Via ReadySteadyBlog: Today marks the 20th anniversary of the death of the writer Thomas Bernhard. I read Bernhard’s The Voice Imitator when I was in high school because my mother said her older brother (who I thought was the coolest guy ever) had given it to her. It was probably my introduction to microfiction, which has turned into one of my favorite stylistic (un)conventions.  I’ve never read a book in which an author did so much with so few words. His stories are dark but not dreary, each one is almost a joke. The work is hilarious and terrifying and makes you wonder how those two connect and interlace. His story about the markets of Cairo still gives me chills when I think about the final line. So in his memory, here’s the story “Pisa and Venice” from The Voice Imitator courtesy of the University of Chicago, which has five of his stories online here.

Pisa and Venice
By Thomas Bernhard

The mayors of Pisa and Venice had agreed to scandalize visitors to their cities, who had for centuries been equally charmed by Venice and Pisa, by secretly and overnight having the tower of Pisa moved to Venice and the campanile of Venice moved to Pisa and set up there.
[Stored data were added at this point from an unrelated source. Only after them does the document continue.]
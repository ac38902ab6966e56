//! IMEI login frame codec (C2, §4.2).

use super::framing::FramingBuffer;

#[derive(Debug, Clone, PartialEq, Eq)]
pub enum ImeiResult {
    NeedMore,
    Frame { digits: String, consumed: usize },
    /// The length prefix is out of the 15-17 range: this isn't an IMEI frame.
    NotImei,
    Malformed,
}

const MIN_IMEI_LEN: u16 = 15;
const MAX_IMEI_LEN: u16 = 17;

/// Try-parse order per §4.2: only attempted once, at session start.
pub fn try_parse_imei(buf: &FramingBuffer) -> ImeiResult {
    if buf.len() < 2 {
        return ImeiResult::NeedMore;
    }
    let n = buf.read_u16_be(0).expect("checked len >= 2");
    if !(MIN_IMEI_LEN..=MAX_IMEI_LEN).contains(&n) {
        return ImeiResult::NotImei;
    }
    let n = n as usize;
    if buf.len() < 2 + n {
        return ImeiResult::NeedMore;
    }
    let digits_bytes = buf.peek(2, n).expect("checked len >= 2+n");
    if !digits_bytes.iter().all(|b| b.is_ascii_digit()) {
        return ImeiResult::Malformed;
    }
    let digits = String::from_utf8(digits_bytes.to_vec()).expect("validated ascii digits");
    ImeiResult::Frame {
        digits,
        consumed: 2 + n,
    }
}
//! IO element decoder (C4, §4.4).
//!
//! Widths (ids, counts, and the top-level event/total-count fields) are
//! 8-bit for Codec 8 and 16-bit for Codec 8 Extended; values within each
//! group are always big-endian unsigned integers of the group's width.

use crate::error::FrameError;
use crate::model::{Codec, IoGroups};

struct Cursor<'a> {
    data: &'a [u8],
    pos: usize,
}

impl<'a> Cursor<'a> {
    fn new(data: &'a [u8]) -> Self {
        Self { data, pos: 0 }
    }

    fn remaining(&self) -> usize {
        self.data.len() - self.pos
    }

    fn take_u8(&mut self) -> Result<u8, FrameError> {
        let b = *self
            .data
            .get(self.pos)
            .ok_or(FrameError::Malformed("io: truncated u8"))?;
        self.pos += 1;
        Ok(b)
    }

    fn take_u16(&mut self) -> Result<u16, FrameError> {
        let b = self
            .data
            .get(self.pos..self.pos + 2)
            .ok_or(FrameError::Malformed("io: truncated u16"))?;
        self.pos += 2;
        Ok(u16::from_be_bytes([b[0], b[1]]))
    }

    fn take_u32(&mut self) -> Result<u32, FrameError> {
        let b = self
            .data
            .get(self.pos..self.pos + 4)
            .ok_or(FrameError::Malformed("io: truncated u32"))?;
        self.pos += 4;
        Ok(u32::from_be_bytes([b[0], b[1], b[2], b[3]]))
    }

    fn take_u64(&mut self) -> Result<u64, FrameError> {
        let b = self
            .data
            .get(self.pos..self.pos + 8)
            .ok_or(FrameError::Malformed("io: truncated u64"))?;
        self.pos += 8;
        let mut a = [0u8; 8];
        a.copy_from_slice(b);
        Ok(u64::from_be_bytes(a))
    }

    /// Reads an id or a count: 1 byte for Codec 8, 2 bytes for Codec 8 Extended.
    fn take_width(&mut self, codec: Codec) -> Result<u16, FrameError> {
        match codec {
            Codec::C8 => self.take_u8().map(|v| v as u16),
            Codec::C8Ext => self.take_u16(),
        }
    }
}

/// Decoded record header + IO payload, plus how many bytes of `data` it consumed.
pub struct DecodedIo {
    pub event_io_id: u32,
    pub groups: IoGroups,
    pub consumed: usize,
}

/// Decodes `eventIoId`, `totalCount`, and the four width groups starting at
/// the front of `data`. Returns `Malformed` if the declared total doesn't
/// match the sum of decoded group entries (§4.4 edge case).
pub fn decode(data: &[u8], codec: Codec) -> Result<DecodedIo, FrameError> {
    let mut c = Cursor::new(data);

    let event_io_id = c.take_width(codec)? as u32;
    let total_count = c.take_width(codec)?;

    let mut groups = IoGroups::default();

    let n1 = c.take_width(codec)?;
    for _ in 0..n1 {
        let id = c.take_width(codec)?;
        let v = c.take_u8()?;
        groups.one_byte.push((id, v));
    }

    let n2 = c.take_width(codec)?;
    for _ in 0..n2 {
        let id = c.take_width(codec)?;
        let v = c.take_u16()?;
        groups.two_byte.push((id, v));
    }

    let n4 = c.take_width(codec)?;
    for _ in 0..n4 {
        let id = c.take_width(codec)?;
        let v = c.take_u32()?;
        groups.four_byte.push((id, v));
    }

    let n8 = c.take_width(codec)?;
    for _ in 0..n8 {
        let id = c.take_width(codec)?;
        let v = c.take_u64()?;
        groups.eight_byte.push((id, v));
    }

    if groups.total() as u16 != total_count {
        return Err(FrameError::Malformed("io: total count mismatch"));
    }

    Ok(DecodedIo {
        event_io_id,
        groups,
        consumed: c.pos,
    })
}

#[cfg(test)]
mod tests {
    use super::*;

    #[test]
    fn decode_single_one_byte_element_codec8() {
        // eventIoId=0x01 total=1 | 1B: count=1 {id=0x01 val=0xF0} | 2B:0 | 4B:0 | 8B:0
        let data = hex::decode("01010101F0000000").unwrap();
        let d = decode(&data, Codec::C8).unwrap();
        assert_eq!(d.event_io_id, 1);
        assert_eq!(d.groups.one_byte, vec![(1, 0xF0)]);
        assert_eq!(d.consumed, data.len());
    }

    #[test]
    fn mismatched_total_is_malformed() {
        // total declared as 2 but only one 1B entry follows
        let data = hex::decode("01020101F0000000").unwrap();
        assert!(decode(&data, Codec::C8).is_err());
    }

    #[test]
    fn codec8ext_uses_16_bit_widths() {
        // eventIoId=0x0001 total=0x0001 | 1B: count=1 {id=0x0011 val=0x1D} | 2B..8B: 0
        let data = hex::decode("00010001000100111D000000000000").unwrap();
        let d = decode(&data, Codec::C8Ext).unwrap();
        assert_eq!(d.event_io_id, 1);
        assert_eq!(d.groups.one_byte, vec![(0x0011, 0x1D)]);
    }
}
They could not, however, keep their plan a secret, and on the very night on which they were going to have the tower of Pisa moved to Venice and the campanile of Venice moved to Pisa they were committed to the lunatic asylum, the mayor of Pisa in the nature of things to the lunatic asylum in Venice and the mayor of Venice to the lunatic asylum in Pisa. The Italian authorities were able handle the affair in complete confidentiality.